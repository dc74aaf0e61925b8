// crates.io
use httpmock::prelude::*;
use serde_json::json;
// self
use meta_ads_sync::{
	_preludet::*,
	auth::{AccountId, ConnectionId},
	http::ReqwestTransport,
	job::{Attempt, JobEnvelope, JobState, MemoryQueue, SyncJob},
	resource::SyncResource,
	sink::MemorySink,
	sync::{SyncReport, SyncWorker},
};

struct Harness {
	worker: SyncWorker<ReqwestTransport>,
	envelope: JobEnvelope,
	queue: Arc<MemoryQueue>,
	sink: Arc<MemorySink>,
	job: SyncJob,
}

fn harness(server: &MockServer, resource: SyncResource) -> Harness {
	let (client, store) = build_reqwest_test_client(&test_config(&server.base_url()));
	let connection = long_lived_connection("conn-sync", "EAAB-sync");
	let job = SyncJob::new(connection.id.clone(), resource);

	store.insert(connection);

	let queue = Arc::new(MemoryQueue::new());
	let sink = Arc::new(MemorySink::default());

	Harness {
		worker: SyncWorker::new(Arc::new(client), sink.clone()),
		envelope: JobEnvelope::new(queue.clone()),
		queue,
		sink,
		job,
	}
}

fn campaigns() -> SyncResource {
	let account = AccountId::new("55").expect("Account fixture should be valid.");

	SyncResource::Campaigns { account }
}

#[tokio::test]
async fn successful_sync_upserts_every_page() {
	let server = MockServer::start_async().await;
	let harness = harness(&server, campaigns());

	server
		.mock_async(|when, then| {
			when.method(GET).path("/v19.0/act_55/campaigns").query_param_missing("after");
			then.status(200).header("content-type", "application/json").body(
				json!({
					"data": [{ "id": "c-1" }, { "id": "c-2" }],
					"paging": { "cursors": { "after": "n1" }, "next": "https://graph.example/n1" }
				})
				.to_string(),
			);
		})
		.await;
	server
		.mock_async(|when, then| {
			when.method(GET).path("/v19.0/act_55/campaigns").query_param("after", "n1");
			then.status(200)
				.header("content-type", "application/json")
				.body(json!({ "data": [{ "id": "c-3" }], "paging": {} }).to_string());
		})
		.await;

	let attempt = harness
		.worker
		.process(&harness.envelope, harness.job.clone())
		.await
		.expect("Sync should complete.");

	assert_eq!(attempt.state(), JobState::Succeeded);
	assert_eq!(attempt.into_output(), Some(SyncReport { pages: 2, items: 3 }));
	assert_eq!(harness.sink.len(&harness.job.resource), 3);
	assert!(harness.queue.is_empty());
}

#[tokio::test]
async fn throttled_sync_requeues_the_identical_job() {
	let server = MockServer::start_async().await;
	let harness = harness(&server, campaigns());
	let started = OffsetDateTime::now_utc();

	server
		.mock_async(|when, then| {
			when.method(GET).path("/v19.0/act_55/campaigns");
			then.status(400)
				.header("x-ad-account-usage", "{\"reset_time_duration\":90}")
				.header("content-type", "application/json")
				.body("{\"error\":{\"code\":80000,\"message\":\"There have been too many calls\"}}");
		})
		.await;

	let attempt = harness
		.worker
		.process(&harness.envelope, harness.job.clone())
		.await
		.expect("A throttle must not fail the job.");

	assert!(matches!(attempt, Attempt::Requeued { delay } if delay == Duration::seconds(90)));
	assert_eq!(attempt.state(), JobState::ThrottledRequeued { delay_secs: 90 });

	let pending = harness.queue.pending();

	assert_eq!(pending.len(), 1);
	assert_eq!(pending[0].job, harness.job);
	assert!(pending[0].not_before >= started + Duration::seconds(90));
	assert!(harness.queue.pop_ready().is_none(), "The job must wait for its retry-after.");
	assert_eq!(harness.sink.len(&harness.job.resource), 0);
}

#[tokio::test]
async fn expired_credentials_fail_without_requeue() {
	let server = MockServer::start_async().await;
	let mut harness = harness(&server, SyncResource::AdAccounts);

	harness.job = SyncJob::new(
		ConnectionId::new("conn-unknown").expect("Connection fixture id should be valid."),
		SyncResource::AdAccounts,
	);

	let err = harness
		.worker
		.process(&harness.envelope, harness.job.clone())
		.await
		.expect_err("An unknown connection must fail the job.");

	assert!(matches!(err, Error::CredentialExpired { .. }));
	assert!(harness.queue.is_empty());
	assert_eq!(harness.envelope.metrics.failed(), 1);
}
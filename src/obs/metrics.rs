// self
use crate::obs::{OpKind, OpOutcome};

/// Records an operation outcome via the global metrics recorder (when enabled).
pub fn record_op_outcome(kind: OpKind, outcome: OpOutcome) {
	#[cfg(feature = "metrics")]
	{
		metrics::counter!(
			"meta_ads_sync_op_total",
			"op" => kind.as_str(),
			"outcome" => outcome.as_str()
		)
		.increment(1);
	}

	#[cfg(not(feature = "metrics"))]
	{
		let _ = (kind, outcome);
	}
}
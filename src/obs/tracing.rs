// self
use crate::{
	_prelude::*,
	auth::ConnectionId,
	http::ApiRequest,
	job::SyncJob,
	obs::OpKind,
	ratelimit::RateLimitSignal,
};

/// Type alias that resolves to an instrumented future when tracing is enabled.
#[cfg(feature = "tracing")]
pub type InstrumentedOp<F> = tracing::instrument::Instrumented<F>;
/// Passthrough future type when tracing is disabled.
#[cfg(not(feature = "tracing"))]
pub type InstrumentedOp<F> = F;

/// A span builder used by client operations.
#[derive(Clone, Debug)]
pub struct OpSpan {
	#[cfg(feature = "tracing")]
	span: tracing::Span,
}
impl OpSpan {
	/// Creates a new span tagged with the provided operation kind + stage.
	pub fn new(kind: OpKind, stage: &'static str) -> Self {
		#[cfg(feature = "tracing")]
		{
			let span = tracing::info_span!("meta_ads_sync.op", op = kind.as_str(), stage);

			Self { span }
		}
		#[cfg(not(feature = "tracing"))]
		{
			let _ = (kind, stage);

			Self {}
		}
	}

	/// Instruments an async block without holding a guard across `.await` points.
	pub fn instrument<Fut>(&self, fut: Fut) -> InstrumentedOp<Fut>
	where
		Fut: Future,
	{
		#[cfg(feature = "tracing")]
		{
			use tracing::Instrument;

			fut.instrument(self.span.clone())
		}
		#[cfg(not(feature = "tracing"))]
		{
			fut
		}
	}
}

/// Logs a detected throttle. Only the request path reaches the log, never query values.
pub fn log_throttle(request: &ApiRequest, status: u16, signal: &RateLimitSignal) {
	#[cfg(feature = "tracing")]
	tracing::warn!(
		path = %request.path,
		status,
		retry_after_secs = signal.retry_after_secs,
		source = signal.source.as_str(),
		"Advertising API throttled the request."
	);
	#[cfg(not(feature = "tracing"))]
	let _ = (request, status, signal);
}

/// Logs a backoff hint that was present but unusable.
pub fn log_unusable_hint(hint: &'static str, reason: &'static str) {
	#[cfg(feature = "tracing")]
	tracing::debug!(hint, reason, "Ignoring unusable backoff hint.");
	#[cfg(not(feature = "tracing"))]
	let _ = (hint, reason);
}

/// Logs a completed credential renewal.
pub fn log_renewed(connection: &ConnectionId, expires_at: Option<OffsetDateTime>) {
	#[cfg(feature = "tracing")]
	tracing::info!(%connection, ?expires_at, "Renewed connection credential.");
	#[cfg(not(feature = "tracing"))]
	let _ = (connection, expires_at);
}

/// Logs a failed renewal that is bypassed because the current token is still valid.
pub fn log_renewal_bypassed(connection: &ConnectionId, error: &Error) {
	#[cfg(feature = "tracing")]
	tracing::warn!(%connection, %error, "Renewal failed; continuing with the current token.");
	#[cfg(not(feature = "tracing"))]
	let _ = (connection, error);
}

/// Logs a job deferred by a throttle.
pub fn log_requeued(job: &SyncJob, delay: Duration) {
	#[cfg(feature = "tracing")]
	tracing::info!(
		connection = %job.connection,
		resource = job.resource.label(),
		delay_secs = delay.whole_seconds(),
		"Requeued throttled job."
	);
	#[cfg(not(feature = "tracing"))]
	let _ = (job, delay);
}

/// Logs a job failure handed to the surrounding framework.
pub fn log_job_failed(job: &SyncJob, error: &Error) {
	#[cfg(feature = "tracing")]
	tracing::warn!(
		connection = %job.connection,
		resource = job.resource.label(),
		%error,
		"Sync job failed."
	);
	#[cfg(not(feature = "tracing"))]
	let _ = (job, error);
}

/// Logs a job skipped because it was synced within the dedup window.
pub fn log_dedup_skip(key: &str) {
	#[cfg(feature = "tracing")]
	tracing::debug!(key, "Skipping job synced within the dedup window.");
	#[cfg(not(feature = "tracing"))]
	let _ = key;
}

★ ★ ★

> **Task statement**
Every line of the material above that includes the string "header" is required.

> **Reply**
			then.status(200).header("content-type", "application/json").body(
				.header("content-type", "application/json")
				.header("x-ad-account-usage", "{\"reset_time_duration\":90}")
				.header("content-type", "application/json")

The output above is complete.